■ ACTIVITY:
Your task is to filter the entries and copy every line containing the string "warden".

■ Saved entries:
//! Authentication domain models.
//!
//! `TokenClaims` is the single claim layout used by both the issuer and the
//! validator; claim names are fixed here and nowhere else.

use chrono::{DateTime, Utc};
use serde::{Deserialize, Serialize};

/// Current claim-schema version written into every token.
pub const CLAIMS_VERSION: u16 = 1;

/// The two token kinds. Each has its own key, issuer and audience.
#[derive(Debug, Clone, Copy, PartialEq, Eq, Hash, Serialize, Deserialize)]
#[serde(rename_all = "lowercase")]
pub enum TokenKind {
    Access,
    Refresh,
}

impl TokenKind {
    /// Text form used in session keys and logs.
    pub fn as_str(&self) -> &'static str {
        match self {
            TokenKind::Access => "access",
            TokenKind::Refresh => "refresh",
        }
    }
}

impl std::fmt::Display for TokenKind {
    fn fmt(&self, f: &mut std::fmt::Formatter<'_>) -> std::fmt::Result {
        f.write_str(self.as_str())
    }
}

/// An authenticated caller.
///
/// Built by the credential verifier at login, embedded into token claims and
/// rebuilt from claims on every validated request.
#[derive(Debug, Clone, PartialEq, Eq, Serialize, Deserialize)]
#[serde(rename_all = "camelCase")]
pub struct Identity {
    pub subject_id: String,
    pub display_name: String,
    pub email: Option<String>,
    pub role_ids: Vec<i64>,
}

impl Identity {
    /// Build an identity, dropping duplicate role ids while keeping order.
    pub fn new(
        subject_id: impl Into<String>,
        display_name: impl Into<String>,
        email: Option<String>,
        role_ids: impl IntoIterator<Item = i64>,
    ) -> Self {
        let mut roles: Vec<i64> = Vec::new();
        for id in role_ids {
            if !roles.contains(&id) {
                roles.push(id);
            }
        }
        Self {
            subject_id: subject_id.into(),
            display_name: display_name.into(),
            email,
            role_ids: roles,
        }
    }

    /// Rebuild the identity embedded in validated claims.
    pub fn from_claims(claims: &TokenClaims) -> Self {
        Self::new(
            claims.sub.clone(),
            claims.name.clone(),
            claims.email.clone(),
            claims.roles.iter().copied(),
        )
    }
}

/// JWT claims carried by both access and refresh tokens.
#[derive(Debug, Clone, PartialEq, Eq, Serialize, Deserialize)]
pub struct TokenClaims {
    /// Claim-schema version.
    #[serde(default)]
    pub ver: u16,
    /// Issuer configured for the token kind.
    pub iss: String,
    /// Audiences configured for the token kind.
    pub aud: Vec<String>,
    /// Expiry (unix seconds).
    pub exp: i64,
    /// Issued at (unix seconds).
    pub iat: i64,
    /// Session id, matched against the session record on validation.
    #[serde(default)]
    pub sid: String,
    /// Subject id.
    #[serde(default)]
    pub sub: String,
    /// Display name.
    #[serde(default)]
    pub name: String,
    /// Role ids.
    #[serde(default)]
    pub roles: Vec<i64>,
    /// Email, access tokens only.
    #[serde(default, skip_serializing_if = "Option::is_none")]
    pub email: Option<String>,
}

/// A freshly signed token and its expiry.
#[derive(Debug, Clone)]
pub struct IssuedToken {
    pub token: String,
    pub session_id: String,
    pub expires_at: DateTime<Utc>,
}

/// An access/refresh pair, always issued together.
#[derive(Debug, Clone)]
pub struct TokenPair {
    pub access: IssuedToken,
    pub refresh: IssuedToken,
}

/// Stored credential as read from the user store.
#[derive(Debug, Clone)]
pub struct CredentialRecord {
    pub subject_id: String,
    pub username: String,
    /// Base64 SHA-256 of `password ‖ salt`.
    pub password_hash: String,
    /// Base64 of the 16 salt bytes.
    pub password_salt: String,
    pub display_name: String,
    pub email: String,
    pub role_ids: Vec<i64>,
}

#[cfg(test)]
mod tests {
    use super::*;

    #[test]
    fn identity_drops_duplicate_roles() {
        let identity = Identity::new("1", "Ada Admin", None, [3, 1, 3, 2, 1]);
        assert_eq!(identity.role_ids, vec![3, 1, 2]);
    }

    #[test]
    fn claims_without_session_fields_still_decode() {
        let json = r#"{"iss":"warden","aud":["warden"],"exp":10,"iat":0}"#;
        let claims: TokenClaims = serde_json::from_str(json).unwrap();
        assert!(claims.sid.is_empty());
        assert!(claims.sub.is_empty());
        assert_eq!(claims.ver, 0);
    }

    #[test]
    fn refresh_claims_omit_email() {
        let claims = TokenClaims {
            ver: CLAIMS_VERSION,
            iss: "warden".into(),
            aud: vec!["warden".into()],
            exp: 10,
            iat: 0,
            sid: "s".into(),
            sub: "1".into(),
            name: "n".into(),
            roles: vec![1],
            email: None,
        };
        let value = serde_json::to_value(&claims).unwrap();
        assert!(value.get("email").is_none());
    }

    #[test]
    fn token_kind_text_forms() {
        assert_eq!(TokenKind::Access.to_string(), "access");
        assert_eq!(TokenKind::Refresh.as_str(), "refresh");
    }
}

■ WRITTEN RESPONSE:
        let json = r#"{"iss":"warden","aud":["warden"],"exp":10,"iat":0}"#;
            iss: "warden".into(),
            aud: vec!["warden".into()],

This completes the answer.